Simple Blood Test Has Potential for Detecting Concussion in Children
(HealthDay News) — A simple blood test may one day be able to detect concussions in children, according to a study published in the November issue of Academic Emergency Medicine.
The blood test measures levels of glial fibrillary acidic protein (GFAP), found in cells that surround neurons in the brain. For the study, 152 children with head injuries were given the blood test and underwent computed tomography (CT) scans. Linda Papa, M.D., an emergency medicine physician with Orlando Health in Florida, and colleagues compared the results of the scans with results from the blood test. The blood test was done within six hours after the injury.
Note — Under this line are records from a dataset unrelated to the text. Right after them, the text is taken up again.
//! Square and bitboard conversions for algebraic coordinates.
//!
//! Converts between human-readable coordinates (e.g., `e4`) and `Square`
//! values or one-hot masks, reused by the FEN, SAN and PGN components.

use crate::game_state::chess_errors::{ChessError, ChessResult};
use crate::game_state::chess_types::{squares_in, Square};

/// Convert algebraic notation (for example: "e4") to a square.
#[inline]
pub fn algebraic_to_square(square: &str) -> ChessResult<Square> {
    square.parse()
}

/// Convert algebraic notation (for example: "e4") to a one-hot bitboard.
#[inline]
pub fn algebraic_to_bitboard(square: &str) -> ChessResult<u64> {
    Ok(algebraic_to_square(square)?.bit())
}

#[inline]
pub fn square_to_algebraic(square: Square) -> String {
    square.to_string()
}

/// Convert a one-hot bitboard to algebraic notation (for example: "e4").
pub fn bitboard_to_algebraic(bitboard: u64) -> ChessResult<String> {
    if bitboard.count_ones() != 1 {
        return Err(ChessError::MalformedMove(format!(
            "bitboard must contain exactly one set bit, got {}",
            bitboard.count_ones()
        )));
    }
    Ok(squares_in(bitboard)
        .map(square_to_algebraic)
        .collect::<String>())
}

#[cfg(test)]
mod tests {
    use super::{
        algebraic_to_bitboard, algebraic_to_square, bitboard_to_algebraic, square_to_algebraic,
    };
    use crate::game_state::chess_types::Square;

    #[test]
    fn round_trip_square_conversions() {
        assert_eq!(algebraic_to_square("a1").expect("a1 should parse"), Square::A1);
        assert_eq!(algebraic_to_square("h8").expect("h8 should parse"), Square::H8);
        assert_eq!(square_to_algebraic(Square::A1), "a1");
        assert_eq!(square_to_algebraic(Square::H8), "h8");
        assert!(algebraic_to_square("z9").is_err());
    }

    #[test]
    fn round_trip_bitboard_conversion() {
        let e4 = algebraic_to_bitboard("e4").expect("e4 should parse");
        assert_eq!(e4, 1u64 << 28);
        assert_eq!(
            bitboard_to_algebraic(e4).expect("one-hot bitboard should convert"),
            "e4"
        );
        assert!(bitboard_to_algebraic(0).is_err());
        assert!(bitboard_to_algebraic(0b11).is_err());
    }
}
//! Iterative deepening search with negamax alpha-beta pruning.
//!
//! Each iteration reuses the transposition table filled by the previous one,
//! so the last best move is searched first. An optional deadline stops the
//! search between nodes; the result of the last completed depth is kept.

use std::cmp::Reverse;
use std::sync::atomic::{AtomicBool, Ordering};
use std::time::{Duration, Instant};

use tracing::debug;

use crate::game_state::{chess_types::*, game_state::GameState};
use crate::move_generation::legal_move_apply::{apply_move_unchecked, captured_piece};
use crate::move_generation::legal_move_checks::is_king_in_check;
use crate::move_generation::legal_move_generator::generate_legal_moves;
use crate::search::board_scoring::{BoardScorer, MaterialScorer, MATE_SCORE};
use crate::search::transposition_table::{Bound, TTEntry, TranspositionTable};
use crate::search::zobrist::compute_zobrist_key;

/// Scores beyond this are mate scores and carry a ply distance.
const MATE_THRESHOLD: i32 = MATE_SCORE - 1000;
const MAX_QUIESCENCE_PLIES: u8 = 4;
const DEADLINE_CHECK_INTERVAL: u64 = 1024;

#[derive(Debug, Clone, Copy, PartialEq, Eq)]
pub struct SearchConfig {
    pub max_depth: u8,
    pub time_limit: Option<Duration>,
}

impl Default for SearchConfig {
    fn default() -> Self {
        Self {
            max_depth: 4,
            time_limit: None,
        }
    }
}

#[derive(Debug, Clone, Copy, Default)]
pub struct SearchResult {
    pub best_move: Option<Move>,
    pub best_score: i32,
    pub reached_depth: u8,
    pub nodes: u64,
}

pub fn iterative_deepening_search<S: BoardScorer>(
    game_state: &GameState,
    scorer: &S,
    tt: &mut TranspositionTable,
    config: SearchConfig,
) -> SearchResult {
    iterative_deepening_search_with_stop(game_state, scorer, tt, config, None)
}

/// As `iterative_deepening_search`, but also aborts once `stop` is raised.
/// The depth-1 result is still returned so the caller gets a legal move.
pub fn iterative_deepening_search_with_stop<S: BoardScorer>(
    game_state: &GameState,
    scorer: &S,
    tt: &mut TranspositionTable,
    config: SearchConfig,
    stop: Option<&AtomicBool>,
) -> SearchResult {
    if config.max_depth == 0 {
        return SearchResult {
            best_move: None,
            best_score: scorer.score(game_state),
            reached_depth: 0,
            nodes: 1,
        };
    }

    let mut searcher = Searcher {
        scorer,
        tt,
        deadline: config.time_limit.map(|limit| Instant::now() + limit),
        stop,
        nodes: 0,
        next_deadline_check: DEADLINE_CHECK_INTERVAL,
        aborted: false,
    };
    let mut result = SearchResult::default();

    for depth in 1..=config.max_depth {
        searcher.tt.new_generation();
        let (best_move, best_score) = searcher.negamax_root(game_state, depth);

        // Depth 1 always completes; deeper partial iterations are discarded.
        if searcher.aborted && depth > 1 {
            debug!(depth, nodes = searcher.nodes, "search deadline hit");
            break;
        }

        result.best_move = best_move;
        result.best_score = best_score;
        result.reached_depth = depth;
        result.nodes = searcher.nodes;

        debug!(
            depth,
            score = best_score,
            nodes = searcher.nodes,
            best = ?best_move.map(|mv| mv.to_string()),
            "search depth complete"
        );

        if best_score.abs() >= MATE_THRESHOLD {
            break;
        }
    }

    result
}

/// Order `moves` for search: hash move, promotions, captures by
/// most-valuable-victim / least-valuable-attacker, then quiet moves.
pub fn order_moves(game_state: &GameState, moves: &mut [Move], hash_move: Option<Move>) {
    moves.sort_by_key(|&mv| Reverse(move_order_score(game_state, mv, hash_move)));
}

fn move_order_score(game_state: &GameState, mv: Move, hash_move: Option<Move>) -> i32 {
    if Some(mv) == hash_move {
        return 1_000_000;
    }
    let mut score = 0;
    if let Some(kind) = mv.promotion {
        score += 500_000 + MaterialScorer::piece_value(kind);
    }
    if let Some(victim) = captured_piece(game_state, mv) {
        let attacker = game_state
            .piece_at(mv.from)
            .map_or(0, |piece| MaterialScorer::piece_value(piece.kind));
        score += 100_000 + MaterialScorer::piece_value(victim) * 10 - attacker;
    }
    score
}

struct Searcher<'a, S: BoardScorer> {
    scorer: &'a S,
    tt: &'a mut TranspositionTable,
    deadline: Option<Instant>,
    stop: Option<&'a AtomicBool>,
    nodes: u64,
    next_deadline_check: u64,
    aborted: bool,
}

impl<S: BoardScorer> Searcher<'_, S> {
    fn negamax_root(&mut self, game_state: &GameState, depth: u8) -> (Option<Move>, i32) {
        let mut moves = generate_legal_moves(game_state);
        if moves.is_empty() {
            self.nodes += 1;
            return (None, terminal_score(game_state, 0));
        }

        let key = compute_zobrist_key(game_state);
        let hash_move = self.tt.probe(key).and_then(|entry| entry.best_move);
        order_moves(game_state, &mut moves, hash_move);

        let mut alpha = -MATE_SCORE;
        let beta = MATE_SCORE;
        let mut best_move = None;
        let mut best_score = -MATE_SCORE;

        for mv in moves {
            let mut next = game_state.clone();
            apply_move_unchecked(&mut next, mv);
            let score = -self.negamax(&next, depth - 1, -beta, -alpha, 1);

            if self.aborted && depth > 1 {
                break;
            }
            if score > best_score || best_move.is_none() {
                best_score = score;
                best_move = Some(mv);
            }
            if score > alpha {
                alpha = score;
            }
        }

        if !self.aborted {
            self.tt.store(TTEntry {
                key,
                depth,
                score: best_score,
                bound: Bound::Exact,
                best_move,
            });
        }

        (best_move, best_score)
    }

    fn negamax(
        &mut self,
        game_state: &GameState,
        depth: u8,
        mut alpha: i32,
        mut beta: i32,
        ply: u8,
    ) -> i32 {
        self.nodes += 1;
        if self.out_of_time() {
            return 0;
        }

        let key = compute_zobrist_key(game_state);
        let alpha_orig = alpha;
        let mut hash_move = None;

        if let Some(entry) = self.tt.probe(key) {
            hash_move = entry.best_move;
            if entry.depth >= depth {
                let score = score_from_tt(entry.score, ply);
                match entry.bound {
                    Bound::Exact => return score,
                    Bound::Lower => alpha = alpha.max(score),
                    Bound::Upper => beta = beta.min(score),
                }
                if alpha >= beta {
                    return score;
                }
            }
        }

        let mut moves = generate_legal_moves(game_state);
        if moves.is_empty() {
            return terminal_score(game_state, ply);
        }

        if depth == 0 {
            return self.quiescence(game_state, alpha, beta, MAX_QUIESCENCE_PLIES);
        }

        order_moves(game_state, &mut moves, hash_move);

        let mut best = -MATE_SCORE;
        let mut best_move = None;

        for mv in moves {
            let mut next = game_state.clone();
            apply_move_unchecked(&mut next, mv);
            let score = -self.negamax(&next, depth - 1, -beta, -alpha, ply.saturating_add(1));
            if self.aborted {
                return 0;
            }

            if score > best {
                best = score;
                best_move = Some(mv);
            }
            if score > alpha {
                alpha = score;
            }
            if alpha >= beta {
                break;
            }
        }

        let bound = if best <= alpha_orig {
            Bound::Upper
        } else if best >= beta {
            Bound::Lower
        } else {
            Bound::Exact
        };
        self.tt.store(TTEntry {
            key,
            depth,
            score: score_to_tt(best, ply),
            bound,
            best_move,
        });

        best
    }

    /// Captures-only extension past the horizon, with a stand-pat cutoff.
    fn quiescence(
        &mut self,
        game_state: &GameState,
        mut alpha: i32,
        beta: i32,
        plies_left: u8,
    ) -> i32 {
        let stand_pat = self.scorer.score(game_state);
        if stand_pat >= beta || plies_left == 0 {
            return stand_pat;
        }
        alpha = alpha.max(stand_pat);

        let mut captures: Vec<Move> = generate_legal_moves(game_state)
            .into_iter()
            .filter(|&mv| captured_piece(game_state, mv).is_some())
            .collect();
        order_moves(game_state, &mut captures, None);

        for mv in captures {
            self.nodes += 1;
            let mut next = game_state.clone();
            apply_move_unchecked(&mut next, mv);
            let score = -self.quiescence(&next, -beta, -alpha, plies_left - 1);
            if score >= beta {
                return score;
            }
            alpha = alpha.max(score);
        }

        alpha
    }

    fn out_of_time(&mut self) -> bool {
        if self.aborted {
            return true;
        }
        if self.stop.is_some_and(|stop| stop.load(Ordering::Relaxed)) {
            self.aborted = true;
            return true;
        }
        if self.nodes >= self.next_deadline_check {
            self.next_deadline_check = self.nodes + DEADLINE_CHECK_INTERVAL;
            if let Some(deadline) = self.deadline {
                self.aborted = Instant::now() >= deadline;
            }
        }
        self.aborted
    }
}

fn terminal_score(game_state: &GameState, ply: u8) -> i32 {
    if is_king_in_check(game_state, game_state.side_to_move) {
        -MATE_SCORE + i32::from(ply)
    } else {
        0
    }
}

// Mate scores are stored relative to the node, not the root.

#[inline]
fn score_to_tt(score: i32, ply: u8) -> i32 {
    if score >= MATE_THRESHOLD {
        score + i32::from(ply)
    } else if score <= -MATE_THRESHOLD {
        score - i32::from(ply)
    } else {
        score
    }
}

#[inline]
fn score_from_tt(score: i32, ply: u8) -> i32 {
    if score >= MATE_THRESHOLD {
        score - i32::from(ply)
    } else if score <= -MATE_THRESHOLD {
        score + i32::from(ply)
    } else {
        score
    }
}

#[cfg(test)]
mod tests {
    use super::*;
    use crate::search::board_scoring::{EvalTier, TieredScorer};

    fn game(fen: &str) -> GameState {
        GameState::from_fen(fen).expect("FEN should parse")
    }

    fn search(game_state: &GameState, max_depth: u8) -> SearchResult {
        let mut tt = TranspositionTable::new_with_mb(1);
        iterative_deepening_search(
            game_state,
            &MaterialScorer,
            &mut tt,
            SearchConfig {
                max_depth,
                time_limit: None,
            },
        )
    }

    #[test]
    fn search_depth_zero_returns_eval_only() {
        let result = search(&GameState::new_game(), 0);
        assert_eq!(result.best_move, None);
        assert_eq!(result.best_score, 0);
        assert_eq!(result.reached_depth, 0);
    }

    #[test]
    fn search_takes_hanging_rook() {
        let position = game("3k4/8/8/3r4/8/8/8/3QK3 w - - 0 1");
        let result = search(&position, 2);
        assert_eq!(
            result.best_move.map(|mv| mv.to_string()).as_deref(),
            Some("d1d5")
        );
        assert!(result.best_score >= 400);
    }

    #[test]
    fn search_finds_mate_in_one() {
        let position = game("6k1/5Q2/6K1/8/8/8/8/8 w - - 0 1");
        let result = search(&position, 2);

        let best_move = result.best_move.expect("best move should exist");
        let next = position.after_move(best_move).expect("best move should apply");
        assert!(next.legal_moves().is_empty(), "best move should deliver checkmate");
        assert!(
            result.best_score > MATE_THRESHOLD,
            "mate score should dominate material, got {}",
            result.best_score
        );
        assert_eq!(result.reached_depth, 1, "search stops once mate is found");
    }

    #[test]
    fn search_avoids_defended_capture() {
        // Qxd5 loses the queen to exd5; the quiet moves keep material level.
        let position = game("3k4/8/4p3/3r4/8/8/8/3QK3 w - - 0 1");
        let result = search(&position, 2);
        assert_ne!(
            result.best_move.map(|mv| mv.to_string()).as_deref(),
            Some("d1d5")
        );
    }

    #[test]
    fn terminal_root_has_no_move() {
        let stalemate = game("7k/5Q2/6K1/8/8/8/8/8 b - - 0 1");
        let result = search(&stalemate, 3);
        assert_eq!(result.best_move, None);
        assert_eq!(result.best_score, 0);
    }

    #[test]
    fn deadline_still_returns_a_legal_move() {
        let position = GameState::new_game();
        let mut tt = TranspositionTable::new_with_mb(1);
        let result = iterative_deepening_search(
            &position,
            &TieredScorer::new(EvalTier::KingSafety),
            &mut tt,
            SearchConfig {
                max_depth: 20,
                time_limit: Some(Duration::from_millis(1)),
            },
        );
        let best = result.best_move.expect("depth one always completes");
        assert!(position.legal_moves().contains(&best));
        assert!(result.reached_depth >= 1 && result.reached_depth < 20);
    }

    #[test]
    fn raised_stop_flag_ends_search_after_depth_one() {
        let position = GameState::new_game();
        let mut tt = TranspositionTable::new_with_mb(1);
        let stop = AtomicBool::new(true);
        let result = iterative_deepening_search_with_stop(
            &position,
            &TieredScorer::new(EvalTier::KingSafety),
            &mut tt,
            SearchConfig {
                max_depth: 20,
                time_limit: None,
            },
            Some(&stop),
        );
        assert_eq!(result.reached_depth, 1);
        let best = result.best_move.expect("depth one always completes");
        assert!(position.legal_moves().contains(&best));
    }

    #[test]
    fn captures_are_ordered_before_quiet_moves() {
        let position = game("3k4/8/8/3r4/8/8/8/3QK3 w - - 0 1");
        let mut moves = position.legal_moves();
        order_moves(&position, &mut moves, None);
        assert_eq!(moves[0].to_string(), "d1d5");

        let quiet = moves[moves.len() - 1];
        order_moves(&position, &mut moves, Some(quiet));
        assert_eq!(moves[0], quiet);
    }

    #[test]
    fn mate_scores_survive_tt_round_trip() {
        let stored = score_to_tt(MATE_SCORE - 5, 3);
        assert_eq!(score_from_tt(stored, 3), MATE_SCORE - 5);
        assert_eq!(score_to_tt(120, 7), 120);
    }
}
CT scans were able to identify patients who had suffered traumatic brain injuries; however, the blood test detected symptoms of concussions even when brain injuries were not visible on the CT scan, Papa told HealthDay. The blood test was also able to give doctors an idea of how severe the brain injury was, she said. Levels of GFAP were lower in mild cases, but were much higher in severe cases, she added.
Papa hopes to develop a mobile test that could be given when and where the injury occurs. This test could be used on the playing field to help coaches, trainers, and athletic directors make decisions about whether the child can get back in the game, she said. The researchers plan to do more study to validate their results in a larger group of children, and they hope a test will be available within the next five years.